Where’s the Love? Alliance Managers Show Some…to Medical Affairs

Posted By: Michael Burke BioPharma Conference,

Perhaps one of the less appreciated and less understood roles in biopharma alliances—particularly codevelopment, cocommercial alliances—is that of the medical affairs team, specifically medical science liaisons (MSLs). These field-level folks implement a medical affairs plan and communicate and translate the scientific data from a drug or treatment to health care providers. They own relationships with key opinion leaders (KOLs) and according to surveys are pretty important—the most “clinically useful” people many health care providers deal with.

“They are translators of the data. They give you the scientific story,” said Mary Jo Struttmann, CA-AM, executive director of alliance management at Astellas. Struttmann participated in a session titled “A Winning Strategy: Show a Little Alliance Management Love for Medical Affairs,” along with Judy Baselice, CA-AM, director of alliance management at Pfizer, and Jan Twombly, CSAP, president of The Rhythm of Business, who moderated the session.

In addition to being keepers of the scientific narrative, medical affairs people own important relationships with key opinion leaders (KOLs), do professional education, facilitate the creation of publications and presentations at congresses and conferences, get involved in grants and investigator-initiated trials, and at some companies perform other functions as well. They can do what others in a biopharma alliance often can’t: explain the science, interpret the data, describe the mechanism of action of a drug, delve into potential side effects and other questions—all with a primary focus on patient outcomes.

Thus the role of medical affairs is important enough in biopharma that it should be written into the alliance contract, with its own separate budget and work plan, and joint medical affairs committees should be part of that contract and integrated into the governance and work stream teams, according to all three presenters. A number of industry developments, meanwhile, have combined to raise the profile of medical affairs as well, including more payer influence, greater focus on the customer experience, an increased focus on patient outcomes, new medical technologies, and the accelerated pace of scientific discovery.

Struttmann went so far as to say that in biopharma alliances, there are “three legs of a stool”: commercial, development, and medical affairs. Compliance requirements should keep the scientific areas—including medical affairs—separate from the commercial people, but at the same time there needs to be collaboration and coordination among medical affairs, development, and commercial—a value-added and value-creating role for alliance professionals that ultimately leads to greater value for patients and partners.

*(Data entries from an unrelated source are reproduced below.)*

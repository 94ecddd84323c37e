use std::net::SocketAddr;

use anyhow::Context;

use crate::{community::DEFAULT_MESSAGE_PAGE_SIZE, pagination::DEFAULT_LIMIT};

#[derive(Clone, Debug)]
pub struct Config {
    pub addr: SocketAddr,
    pub database_url: String,
    pub default_page_size: u64,
    pub message_page_size: u64,
}

impl Config {
    pub fn from_env() -> anyhow::Result<Self> {
        dotenvy::dotenv().ok();

        let host = std::env::var("HOST").unwrap_or_else(|_| "0.0.0.0".to_string());
        let port: u16 =
            std::env::var("PORT").unwrap_or_else(|_| "3000".to_string()).parse().context("PORT")?;

        let database_url = std::env::var("DATABASE_URL")
            .unwrap_or_else(|_| "sqlite://movie_catalog.db?mode=rwc".to_string());

        let default_page_size: u64 = std::env::var("DEFAULT_PAGE_SIZE")
            .ok()
            .and_then(|s| s.parse().ok())
            .filter(|n| *n > 0)
            .unwrap_or(DEFAULT_LIMIT);

        let message_page_size: u64 = std::env::var("MESSAGE_PAGE_SIZE")
            .ok()
            .and_then(|s| s.parse().ok())
            .filter(|n| *n > 0)
            .unwrap_or(DEFAULT_MESSAGE_PAGE_SIZE);

        Ok(Self {
            addr: format!("{host}:{port}").parse().context("HOST/PORT")?,
            database_url,
            default_page_size,
            message_page_size,
        })
    }
}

Without adequately acknowledging the role of medical affairs in contracts, there can be significant compliance risk; such agreements may lack definition, enabling either party to overstep boundaries on roles and responsibilities. This includes delineating which activities in the alliance are global and which are territorial or regional, and dividing up who owns each activity accordingly.

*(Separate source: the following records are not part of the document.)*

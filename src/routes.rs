use std::sync::Arc;

use axum::{
    Json, Router,
    extract::{Path, Query, State, rejection::JsonRejection},
    http::{HeaderMap, header},
    routing::{get, put},
};
use serde::{Deserialize, Serialize};
use tracing::warn;

use crate::{
    AppState,
    entities::{category, movie},
    error::{ApiResult, CatalogError, PageResult},
    filter::MovieSort,
    models::{
        EpisodeView, ListOptions, MessageWithAuthor, MovieChanges, MovieWithCategories,
        MovieWithSeasons, NewMovie, SeasonView, UserSummary,
    },
    pagination::{Pagination, parse_offset},
};

pub fn router(state: Arc<AppState>) -> Router {
    Router::new()
        .route("/api/movies", get(list_movies).post(create_movie))
        .route("/api/movies/top", get(top_movies))
        .route("/api/movies/single-episode", get(single_episode_movies))
        .route("/api/movies/category/{slug}", get(movies_by_category))
        .route("/api/movies/{id}", put(update_movie).delete(delete_movie))
        .route("/api/categories", get(list_categories))
        .route("/api/messages", get(list_messages))
        .route("/api/users", get(find_user))
        .route("/api/users/{id}/favorites", get(user_favorites))
        .route("/movies/{slug}", get(movie_page))
        .route("/movies/{slug}/seasons/{season}", get(season_page))
        .route("/movies/{slug}/seasons/{season}/episodes/{episode}", get(episode_page))
        .with_state(state)
}

#[derive(Debug, Serialize)]
#[serde(rename_all = "camelCase")]
pub struct PageEnvelope<T> {
    success: bool,
    data: Vec<T>,
    page: u64,
    length: usize,
    next_page: String,
}

#[derive(Debug, Serialize)]
pub struct DataEnvelope<T> {
    success: bool,
    data: T,
}

impl<T> DataEnvelope<T> {
    fn ok(data: T) -> Json<Self> {
        Json(Self { success: true, data })
    }
}

#[derive(Debug, Deserialize)]
#[serde(rename_all = "camelCase")]
pub struct MoviesQuery {
    page: Option<String>,
    limit: Option<String>,
    match_name: Option<String>,
    category_slugs: Option<String>,
}

#[derive(Debug, Deserialize)]
pub struct PageQuery {
    page: Option<String>,
    limit: Option<String>,
}

pub async fn list_movies(
    State(state): State<Arc<AppState>>,
    headers: HeaderMap,
    Query(q): Query<MoviesQuery>,
) -> ApiResult<Json<PageEnvelope<movie::Model>>> {
    let pagination = Pagination::parse(
        q.page.as_deref(),
        q.limit.as_deref(),
        state.config.default_page_size,
    )?;
    let match_name = q.match_name.unwrap_or_default();
    let opts = ListOptions {
        pagination,
        category_slugs: split_slugs(q.category_slugs.as_deref()),
        sort: MovieSort::default(),
        match_name,
    };

    let movies = state.catalog.list_movies(&opts).await?;
    let next_page = next_page_url(&headers, "/api/movies", pagination, Some(&opts.match_name));
    Ok(Json(envelope(movies, pagination, next_page)))
}

pub async fn top_movies(
    State(state): State<Arc<AppState>>,
    headers: HeaderMap,
    Query(q): Query<PageQuery>,
) -> ApiResult<Json<PageEnvelope<movie::Model>>> {
    let pagination = Pagination::parse(
        q.page.as_deref(),
        q.limit.as_deref(),
        state.config.default_page_size,
    )?;
    let opts = ListOptions { pagination, sort: MovieSort::by_views(), ..Default::default() };

    let movies = state.catalog.list_movies(&opts).await?;
    let next_page = next_page_url(&headers, "/api/movies/top", pagination, None);
    Ok(Json(envelope(movies, pagination, next_page)))
}

pub async fn single_episode_movies(
    State(state): State<Arc<AppState>>,
    headers: HeaderMap,
    Query(q): Query<PageQuery>,
) -> ApiResult<Json<PageEnvelope<MovieWithSeasons>>> {
    let pagination = Pagination::parse(
        q.page.as_deref(),
        q.limit.as_deref(),
        state.config.default_page_size,
    )?;

    let movies = state.catalog.list_single_episode_movies(pagination).await?;
    let next_page = next_page_url(&headers, "/api/movies/single-episode", pagination, None);
    Ok(Json(envelope(movies, pagination, next_page)))
}

pub async fn movies_by_category(
    State(state): State<Arc<AppState>>,
    Path(slug): Path<String>,
) -> ApiResult<Json<DataEnvelope<Vec<MovieWithCategories>>>> {
    let movies = state.catalog.movies_by_category(&slug).await?;
    Ok(DataEnvelope::ok(movies))
}

pub async fn create_movie(
    State(state): State<Arc<AppState>>,
    body: Result<Json<NewMovie>, JsonRejection>,
) -> ApiResult<Json<DataEnvelope<MovieWithCategories>>> {
    let Json(input) = body.map_err(|e| CatalogError::invalid(e.body_text()))?;
    let movie = state.catalog.create_movie(input).await?;
    Ok(DataEnvelope::ok(movie))
}

pub async fn update_movie(
    State(state): State<Arc<AppState>>,
    Path(id): Path<String>,
    body: Result<Json<MovieChanges>, JsonRejection>,
) -> ApiResult<Json<DataEnvelope<MovieWithCategories>>> {
    let id = parse_id(&id)?;
    let Json(changes) = body.map_err(|e| CatalogError::invalid(e.body_text()))?;
    let movie = state.catalog.update_movie(id, changes).await?;
    Ok(DataEnvelope::ok(movie))
}

pub async fn delete_movie(
    State(state): State<Arc<AppState>>,
    Path(id): Path<String>,
) -> ApiResult<Json<DataEnvelope<movie::Model>>> {
    let movie = state.catalog.delete_movie(parse_id(&id)?).await?;
    Ok(DataEnvelope::ok(movie))
}

pub async fn list_categories(
    State(state): State<Arc<AppState>>,
) -> ApiResult<Json<DataEnvelope<Vec<category::Model>>>> {
    Ok(DataEnvelope::ok(state.catalog.list_categories().await?))
}

#[derive(Debug, Deserialize)]
pub struct MessagesQuery {
    skip: Option<String>,
}

#[derive(Debug, Serialize)]
pub struct MessagesResponse {
    success: bool,
    messages: Vec<MessageWithAuthor>,
}

pub async fn list_messages(
    State(state): State<Arc<AppState>>,
    Query(q): Query<MessagesQuery>,
) -> ApiResult<Json<MessagesResponse>> {
    let skip = parse_offset(q.skip.as_deref())?;
    let messages = state.community.list_messages(skip).await?;
    Ok(Json(MessagesResponse { success: true, messages }))
}

#[derive(Debug, Deserialize)]
pub struct UserQuery {
    name: Option<String>,
}

pub async fn find_user(
    State(state): State<Arc<AppState>>,
    Query(q): Query<UserQuery>,
) -> ApiResult<Json<UserSummary>> {
    let name = q.name.unwrap_or_default();
    Ok(Json(state.community.find_user_by_username(&name).await?))
}

pub async fn user_favorites(
    State(state): State<Arc<AppState>>,
    Path(id): Path<String>,
) -> ApiResult<Json<DataEnvelope<Vec<movie::Model>>>> {
    let movies = state.community.user_favorites(parse_id(&id)?).await?;
    Ok(DataEnvelope::ok(movies))
}

#[derive(Debug, Deserialize)]
pub struct MoviePageQuery {
    user: Option<i32>,
}

#[derive(Debug, Serialize)]
#[serde(rename_all = "camelCase")]
pub struct MoviePage {
    title: String,
    movie: MovieWithCategories,
    is_favorite: bool,
}

/// Single-movie view. Counting the view happens in the background.
pub async fn movie_page(
    State(state): State<Arc<AppState>>,
    Path(slug): Path<String>,
    Query(q): Query<MoviePageQuery>,
) -> PageResult<Json<MoviePage>> {
    let movie = state.catalog.find_movie_by_slug(&slug).await?;
    let movie_id = movie.movie.id;

    let is_favorite = match q.user {
        Some(user_id) => state.community.is_favorite(user_id, movie_id).await?,
        None => false,
    };

    let catalog = state.catalog.clone();
    tokio::spawn(async move {
        if let Err(err) = catalog.increment_view_count(movie_id).await {
            warn!(movie_id, error = %err, "failed to count view");
        }
    });

    Ok(Json(MoviePage { title: movie.movie.title.clone(), movie, is_favorite }))
}

pub async fn season_page(
    State(state): State<Arc<AppState>>,
    Path((slug, season)): Path<(String, i32)>,
) -> PageResult<Json<SeasonView>> {
    Ok(Json(state.catalog.find_season(&slug, season).await?))
}

pub async fn episode_page(
    State(state): State<Arc<AppState>>,
    Path((slug, season, episode)): Path<(String, i32, i32)>,
) -> PageResult<Json<EpisodeView>> {
    Ok(Json(state.catalog.find_episode(&slug, season, episode).await?))
}

fn envelope<T>(data: Vec<T>, pagination: Pagination, next_page: String) -> PageEnvelope<T> {
    PageEnvelope { success: true, length: data.len(), data, page: pagination.page(), next_page }
}

fn split_slugs(raw: Option<&str>) -> Vec<String> {
    raw.unwrap_or_default()
        .split(',')
        .map(str::trim)
        .filter(|s| !s.is_empty())
        .map(str::to_string)
        .collect()
}

fn parse_id(raw: &str) -> Result<i32, CatalogError> {
    raw.parse().map_err(|_| CatalogError::invalid(format!("invalid id {raw:?}")))
}

fn next_page_url(
    headers: &HeaderMap,
    path: &str,
    pagination: Pagination,
    match_name: Option<&str>,
) -> String {
    let host = headers.get(header::HOST).and_then(|v| v.to_str().ok()).unwrap_or("localhost");
    let scheme =
        headers.get("x-forwarded-proto").and_then(|v| v.to_str().ok()).unwrap_or("http");

    let mut url = format!(
        "{scheme}://{host}{path}?page={}&limit={}",
        pagination.page() + 1,
        pagination.limit()
    );
    if let Some(name) = match_name {
        url.push_str("&matchName=");
        url.push_str(&urlencoding::encode(name));
    }
    url
}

In terms of governance, if there is a joint commercial committee, there should also be a joint medical affairs committee, reporting directly to the joint steering committee (JSC). Another best practice is the establishment of a “collaborative leadership team.” This team would be cross-functional and meet perhaps monthly, looking at the alliance as a whole. Representatives from commercial, development, medical affairs, and other areas would be at the table, and in such a model medical affairs can address commercial challenges by acting as a conduit for feedback from health care providers.

By setting up such mechanisms to drive cross-functional work and communication, alliance managers can bring about some positive outcomes in the alliance, including:

  • Creating a single version of “the truth” for ongoing cross-functional work
  • Eliminating the inefficiencies of having one-off conversations or meetings
  • Minimizing the risk of delays due to miscommunication
  • Improving accountability through positive peer pressure

In addition, medical affairs will benefit from these more integrated collaborative structures by:

  • Becoming more aware of commercial challenges
  • Aligning with development on the scientific challenges
  • Acting as a conduit to give insights from health care providers to both development and commercial
  • Facilitating life cycle management planning
  • Creating coordinated engagement plans for KOLs, and…
  • In the end, gaining greater recognition for the importance of medical affairs.

Turnover can be a challenge, as in all alliances, and keeping the medical affairs group separate enough to be elevated and not “washed out” or diluted, as Baselice recommended, but integrated enough to be effective, may be challenging.

But getting this mix of collaboration, division of roles and responsibilities, and coordination right is part of the all-important “last mile of collaborative execution,” as Twombly emphasized.